The Writer and the Critic: Episode 27

The latest episode of our podcast is now available for direct download and streaming from the website or via subscription from iTunes. Feedback is most welcome!

Bouncing back refreshed and rejuvenated from their Moving House hiatus, Kirstyn McDermott and Ian Mond launch into an almost inevitable post-move discussion about books, hoarding books, culling books, having enough books to fill a garage and too many to ever read in one lifetime, whether any of this should possibly be seen as A Problem Which Must Be Remedied, and how digital books might save the world, or at least their storage-related sanity. Just saying.

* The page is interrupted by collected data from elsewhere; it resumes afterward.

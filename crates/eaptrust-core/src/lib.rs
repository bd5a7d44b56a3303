//! Core types and traits for enterprise Wi-Fi trust-on-first-use.
//!
//! This crate provides the foundational pieces shared by the trust handler
//! and its hosts:
//!
//! - **Types**: network and enterprise configuration, server certificates,
//!   distinguished names, prompt requests and replies
//! - **Traits**: the collaborators the handler drives ([`NetworkStore`],
//!   [`NativeSession`], [`UserPrompt`]) and the [`TrustListener`] it reports to
//! - **Errors**: [`TrustError`] for decoding/I/O and [`ChainError`] for chain
//!   validation
//!
//! # Example
//!
//! ```rust,ignore
//! use eaptrust_core::{ServerCertificate, SubjectInfo};
//!
//! let cert = ServerCertificate::from_der(&der)?;
//! let subject = SubjectInfo::parse(cert.subject())?;
//! println!("server: {}", subject.common_name);
//! ```

mod error;
pub mod traits;
pub mod types;

pub use error::{ChainError, Result, TrustError};
pub use traits::{NativeSession, NetworkStore, TrustListener, UserPrompt};
pub use types::*;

They then, with much girding of loins, move on to tackle the two books up for discussion this month: Infinite Jest by David Foster Wallace (beginning at 14:15) and House of Leaves by Mark Z. Danielewski (43.25). Kirstyn warns about the dangers of broken noses while Ian references this interview with David Foster Wallace by Charlie Rose.

Infinite Jest and House of Leaves

If you’ve skipped ahead to avoid spoilers, please come back at 1:25:15 for some brief final remarks.

There will be another brief break in April while Ian and his lovely Jules bring their second child into the world, but The Writer and the Critic will be back again in May. Promise! For that episode, Ian has recommended Some Kind of Fairytale by Graham Joyce, while Kirstyn has chosen Feed by M.T. Anderson. Read ahead and join in the spoilerific fun!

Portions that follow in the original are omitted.